CSF örneği kopyalar. Dayon ve arkadaşları daha önce immün tükenmeyi ve CSF kopyası 3 örneğinin sindirimini tanımlamışlardı (45, 46). Geriye kalan kopya numuneler bireysel olarak bağışıklığı tükenmemiştir. Bu çıkarılmamış numuneleri daha önce açıklandığı gibi trypsin içinde sindirin (17). Tekrarlanan her analiz için, her numuneden elüte edilen peptidin 120 ul'lik alikuotları bir araya toplandı ve TMT etiketli global dahili standart (48) olarak kullanılmak üzere eşit hacimli alikotlara bölündü. Tüm bireysel numuneler ve birleştirilmiş standartlar, yüksek hızlı vakumla (Labconco) kurutulur.
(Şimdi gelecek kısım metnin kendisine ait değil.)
//! Execution chain: the recorded, streamable trace of a task run.
//!
//! A [`TaskChain`] owns one [`AgentChain`] per started agent, which in turn
//! owns one [`ToolChain`] per dispatched tool call. Every leaf mutation
//! emits a single update event to all chain listeners, synchronously on the
//! writer's thread; listeners must be non-blocking or hand off to their own
//! executor.

use std::fmt;
use std::sync::atomic::{AtomicU64, Ordering};
use std::sync::{Arc, Mutex};

use chrono::{DateTime, Utc};
use serde_json::Value;

use crate::llm::LlmRequest;
use crate::message::ToolUse;
use crate::tool::ToolResult;

/// A chain listener function value.
pub type ChainListener = Arc<dyn Fn(&ChainUpdate) + Send + Sync>;

/// Identifier returned by [`TaskChain::subscribe`].
pub type SubscriptionId = u64;

/// An update event delivered to chain listeners.
#[derive(Debug, Clone)]
pub struct ChainUpdate {
    /// Id of the task whose chain changed.
    pub task_id: String,
    /// What changed.
    pub kind: ChainUpdateKind,
}

/// The kind of chain mutation that produced an update.
#[derive(Debug, Clone, PartialEq, Eq)]
#[non_exhaustive]
pub enum ChainUpdateKind {
    /// The planning request/result pair was recorded.
    PlanRecorded,
    /// An agent chain was appended.
    AgentAdded {
        /// The agent's workflow id.
        agent_id: String,
    },
    /// An agent request snapshot was recorded.
    AgentRequest {
        /// The agent's workflow id.
        agent_id: String,
    },
    /// An agent result was recorded.
    AgentResult {
        /// The agent's workflow id.
        agent_id: String,
    },
    /// A tool chain was appended.
    ToolAdded {
        /// The owning agent's workflow id.
        agent_id: String,
        /// The tool call id.
        tool_call_id: String,
    },
    /// Resolved params were recorded on a tool chain.
    ToolParams {
        /// The owning agent's workflow id.
        agent_id: String,
        /// The tool call id.
        tool_call_id: String,
    },
    /// A result was recorded on a tool chain.
    ToolResult {
        /// The owning agent's workflow id.
        agent_id: String,
        /// The tool call id.
        tool_call_id: String,
    },
}

/// Shared fan-out point cloned into every chain node.
#[derive(Clone)]
struct ChainEmitter {
    task_id: String,
    listeners: Arc<Mutex<Vec<(SubscriptionId, ChainListener)>>>,
}

impl ChainEmitter {
    fn emit(&self, kind: ChainUpdateKind) {
        let update = ChainUpdate {
            task_id: self.task_id.clone(),
            kind,
        };
        // Snapshot under the lock, invoke outside it so a listener may
        // subscribe or unsubscribe without deadlocking.
        let listeners: Vec<ChainListener> = {
            let guard = self.listeners.lock().unwrap_or_else(|e| e.into_inner());
            guard.iter().map(|(_, l)| Arc::clone(l)).collect()
        };
        for listener in listeners {
            listener(&update);
        }
    }
}

impl fmt::Debug for ChainEmitter {
    fn fmt(&self, f: &mut fmt::Formatter<'_>) -> fmt::Result {
        f.debug_struct("ChainEmitter")
            .field("task_id", &self.task_id)
            .finish_non_exhaustive()
    }
}

/// The hierarchical record of a task's execution.
#[derive(Debug)]
pub struct TaskChain {
    task_id: String,
    task_prompt: String,
    plan_request: Mutex<Option<LlmRequest>>,
    plan_result: Mutex<Option<String>>,
    agents: Mutex<Vec<Arc<AgentChain>>>,
    emitter: ChainEmitter,
    next_subscription: AtomicU64,
}

impl TaskChain {
    /// Create a new task chain.
    #[must_use]
    pub fn new(task_id: impl Into<String>, task_prompt: impl Into<String>) -> Arc<Self> {
        let task_id = task_id.into();
        Arc::new(Self {
            emitter: ChainEmitter {
                task_id: task_id.clone(),
                listeners: Arc::new(Mutex::new(Vec::new())),
            },
            task_id,
            task_prompt: task_prompt.into(),
            plan_request: Mutex::new(None),
            plan_result: Mutex::new(None),
            agents: Mutex::new(Vec::new()),
            next_subscription: AtomicU64::new(0),
        })
    }

    /// The task id this chain records.
    #[must_use]
    pub fn task_id(&self) -> &str {
        &self.task_id
    }

    /// The original task prompt.
    #[must_use]
    pub fn task_prompt(&self) -> &str {
        &self.task_prompt
    }

    /// Register a listener; it receives every subsequent chain update.
    pub fn subscribe(&self, listener: ChainListener) -> SubscriptionId {
        let id = self.next_subscription.fetch_add(1, Ordering::SeqCst);
        self.emitter
            .listeners
            .lock()
            .unwrap_or_else(|e| e.into_inner())
            .push((id, listener));
        id
    }

    /// Remove a previously registered listener.
    pub fn unsubscribe(&self, id: SubscriptionId) {
        self.emitter
            .listeners
            .lock()
            .unwrap_or_else(|e| e.into_inner())
            .retain(|(sub, _)| *sub != id);
    }

    /// Record the planning request and result.
    pub fn record_plan(&self, request: LlmRequest, result: impl Into<String>) {
        *self.plan_request.lock().unwrap_or_else(|e| e.into_inner()) = Some(request);
        *self.plan_result.lock().unwrap_or_else(|e| e.into_inner()) = Some(result.into());
        self.emitter.emit(ChainUpdateKind::PlanRecorded);
    }

    /// The recorded planning request, if any.
    #[must_use]
    pub fn plan_request(&self) -> Option<LlmRequest> {
        self.plan_request
            .lock()
            .unwrap_or_else(|e| e.into_inner())
            .clone()
    }

    /// The recorded planning result, if any.
    #[must_use]
    pub fn plan_result(&self) -> Option<String> {
        self.plan_result
            .lock()
            .unwrap_or_else(|e| e.into_inner())
            .clone()
    }

    /// Append an agent chain for a started agent.
    pub fn add_agent(
        &self,
        agent_id: impl Into<String>,
        agent_name: impl Into<String>,
        task: impl Into<String>,
    ) -> Arc<AgentChain> {
        let agent = Arc::new(AgentChain {
            agent_id: agent_id.into(),
            agent_name: agent_name.into(),
            task: task.into(),
            request: Mutex::new(None),
            result: Mutex::new(None),
            tools: Mutex::new(Vec::new()),
            call_seq: AtomicU64::new(0),
            emitter: self.emitter.clone(),
        });
        self.agents
            .lock()
            .unwrap_or_else(|e| e.into_inner())
            .push(Arc::clone(&agent));
        self.emitter.emit(ChainUpdateKind::AgentAdded {
            agent_id: agent.agent_id.clone(),
        });
        agent
    }

    /// All agent chains, in start order.
    #[must_use]
    pub fn agents(&self) -> Vec<Arc<AgentChain>> {
        self.agents
            .lock()
            .unwrap_or_else(|e| e.into_inner())
            .clone()
    }

    /// Look up an agent chain by workflow agent id.
    #[must_use]
    pub fn agent_by_id(&self, agent_id: &str) -> Option<Arc<AgentChain>> {
        self.agents
            .lock()
            .unwrap_or_else(|e| e.into_inner())
            .iter()
            .find(|a| a.agent_id == agent_id)
            .cloned()
    }
}

/// Trace record of one agent execution.
#[derive(Debug)]
pub struct AgentChain {
    agent_id: String,
    agent_name: String,
    task: String,
    request: Mutex<Option<LlmRequest>>,
    result: Mutex<Option<String>>,
    tools: Mutex<Vec<Arc<ToolChain>>>,
    call_seq: AtomicU64,
    emitter: ChainEmitter,
}

impl AgentChain {
    /// The workflow agent id.
    #[must_use]
    pub fn agent_id(&self) -> &str {
        &self.agent_id
    }

    /// The agent's display name.
    #[must_use]
    pub fn agent_name(&self) -> &str {
        &self.agent_name
    }

    /// The task text assigned to the agent.
    #[must_use]
    pub fn task(&self) -> &str {
        &self.task
    }

    /// Record the most recent LLM request issued for this agent.
    pub fn set_request(&self, request: LlmRequest) {
        *self.request.lock().unwrap_or_else(|e| e.into_inner()) = Some(request);
        self.emitter.emit(ChainUpdateKind::AgentRequest {
            agent_id: self.agent_id.clone(),
        });
    }

    /// The most recent recorded LLM request.
    #[must_use]
    pub fn request(&self) -> Option<LlmRequest> {
        self.request
            .lock()
            .unwrap_or_else(|e| e.into_inner())
            .clone()
    }

    /// Record the agent's final result text (or error summary).
    pub fn set_result(&self, result: impl Into<String>) {
        *self.result.lock().unwrap_or_else(|e| e.into_inner()) = Some(result.into());
        self.emitter.emit(ChainUpdateKind::AgentResult {
            agent_id: self.agent_id.clone(),
        });
    }

    /// The agent's recorded result, if finished.
    #[must_use]
    pub fn result(&self) -> Option<String> {
        self.result
            .lock()
            .unwrap_or_else(|e| e.into_inner())
            .clone()
    }

    /// Append a tool chain for a dispatched call.
    ///
    /// The call is captured by value so later message mutations cannot
    /// retroactively alter the trace. Tool-call ids are unique within this
    /// agent chain; when a provider reuses an id, a monotonic sequence
    /// number is prefixed to restore uniqueness.
    pub fn add_tool(&self, call: &ToolUse) -> Arc<ToolChain> {
        let mut tools = self.tools.lock().unwrap_or_else(|e| e.into_inner());
        let mut tool_call_id = call.id.clone();
        if tools.iter().any(|t| t.tool_call_id == tool_call_id) {
            let seq = self.call_seq.fetch_add(1, Ordering::SeqCst);
            tool_call_id = format!("{seq}#{tool_call_id}");
        }
        let tool = Arc::new(ToolChain {
            tool_name: call.name.clone(),
            tool_call_id,
            request: call.clone(),
            params: Mutex::new(None),
            result: Mutex::new(None),
            created_at: Utc::now(),
            agent_id: self.agent_id.clone(),
            emitter: self.emitter.clone(),
        });
        tools.push(Arc::clone(&tool));
        drop(tools);
        self.emitter.emit(ChainUpdateKind::ToolAdded {
            agent_id: self.agent_id.clone(),
            tool_call_id: tool.tool_call_id.clone(),
        });
        tool
    }

    /// All tool chains, in dispatch order.
    #[must_use]
    pub fn tools(&self) -> Vec<Arc<ToolChain>> {
        self.tools
            .lock()
            .unwrap_or_else(|e| e.into_inner())
            .clone()
    }
}

/// Trace record of one tool call.
#[derive(Debug)]
pub struct ToolChain {
    tool_name: String,
    tool_call_id: String,
    request: ToolUse,
    params: Mutex<Option<Value>>,
    result: Mutex<Option<ToolResult>>,
    created_at: DateTime<Utc>,
    agent_id: String,
    emitter: ChainEmitter,
}

impl ToolChain {
    /// Name of the invoked tool.
    #[must_use]
    pub fn tool_name(&self) -> &str {
        &self.tool_name
    }

    /// The (deduplicated) tool call id.
    #[must_use]
    pub fn tool_call_id(&self) -> &str {
        &self.tool_call_id
    }

    /// The tool call as captured at creation.
    #[must_use]
    pub const fn request(&self) -> &ToolUse {
        &self.request
    }

    /// When the call was recorded.
    #[must_use]
    pub const fn created_at(&self) -> DateTime<Utc> {
        self.created_at
    }

    /// Record the resolved call params.
    pub fn set_params(&self, params: Value) {
        *self.params.lock().unwrap_or_else(|e| e.into_inner()) = Some(params);
        self.emitter.emit(ChainUpdateKind::ToolParams {
            agent_id: self.agent_id.clone(),
            tool_call_id: self.tool_call_id.clone(),
        });
    }

    /// The recorded params, if resolved.
    #[must_use]
    pub fn params(&self) -> Option<Value> {
        self.params
            .lock()
            .unwrap_or_else(|e| e.into_inner())
            .clone()
    }

    /// Record the tool result.
    pub fn set_result(&self, result: ToolResult) {
        *self.result.lock().unwrap_or_else(|e| e.into_inner()) = Some(result);
        self.emitter.emit(ChainUpdateKind::ToolResult {
            agent_id: self.agent_id.clone(),
            tool_call_id: self.tool_call_id.clone(),
        });
    }

    /// The recorded result, if finished.
    #[must_use]
    pub fn result(&self) -> Option<ToolResult> {
        self.result
            .lock()
            .unwrap_or_else(|e| e.into_inner())
            .clone()
    }
}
Düşük bolluklu CSF proteininin sinyalini arttırmak için, her numuneden 125 ul birleştirerek, her tekrarlı analiz için "geliştirilmiş" bir numune hazırlandı (yani, araştırma numunesini taklit eden bir biyolojik numune, ancak mevcut miktar şu şekildedir: çok daha büyük (37, 69)] karışık bir CSF numunesi (17) halinde birleştirildi. Karışık numune daha sonra 12 ml High Select Top14 Abundance Protein Giderme Reçinesi (Thermo Fisher Scientific, A36372) kullanılarak bağışıklığı giderildi, yukarıda açıklandığı gibi sindirildi ve sonraki çoklu TMT etiketlemesine dahil edildi.